With the line containing "filename src/ui/mod.rs" as the first line and the last line of the records as the final one, reproduce that range exactly.

--- The data Enclosed Below ---

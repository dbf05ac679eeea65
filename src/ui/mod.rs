//! Terminal presentation for the binary: capability detection, error
//! rendering, config warnings, CI annotations.

pub mod ci;
pub mod context;
pub mod error;
pub mod json;
pub mod output;
pub mod terminal;
//! Remote transports
//!
//! Both remote stages authenticate the same way (key, port,
//! trust-on-first-use host keys) but open separate sessions:
//! - `RsyncSynchronizer` - mirror transfer with `--delete`
//! - `SshRunner` - one post command over a fresh ssh connection

mod rsync;
mod ssh;

pub use rsync::RsyncSynchronizer;
pub use ssh::{SshRunner, SshTransport};
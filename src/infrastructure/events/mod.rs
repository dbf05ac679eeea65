//! Event sink adapters
//!
//! Concrete implementations of `RollbackEventSink`.

mod console;
mod json;

pub use console::{warning_line, ConsoleEventSink};
pub use json::JsonEventSink;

--- End of Enclosed The data ---

Written answer ->
filename src/ui/mod.rs
//! Terminal presentation for the binary: capability detection, error
//! rendering, config warnings, CI annotations.

pub mod ci;
pub mod context;
pub mod error;
pub mod json;
pub mod output;
pub mod terminal;
//! Remote transports
//!
//! Both remote stages authenticate the same way (key, port,
//! trust-on-first-use host keys) but open separate sessions:
//! - `RsyncSynchronizer` - mirror transfer with `--delete`
//! - `SshRunner` - one post command over a fresh ssh connection

mod rsync;
mod ssh;

pub use rsync::RsyncSynchronizer;
pub use ssh::{SshRunner, SshTransport};
filename src/infrastructure/events/mod.rs
repository dbf05ac679eeea65
//! Event sink adapters
//!
//! Concrete implementations of `RollbackEventSink`.

mod console;
mod json;

pub use console::{warning_line, ConsoleEventSink};
pub use json::JsonEventSink;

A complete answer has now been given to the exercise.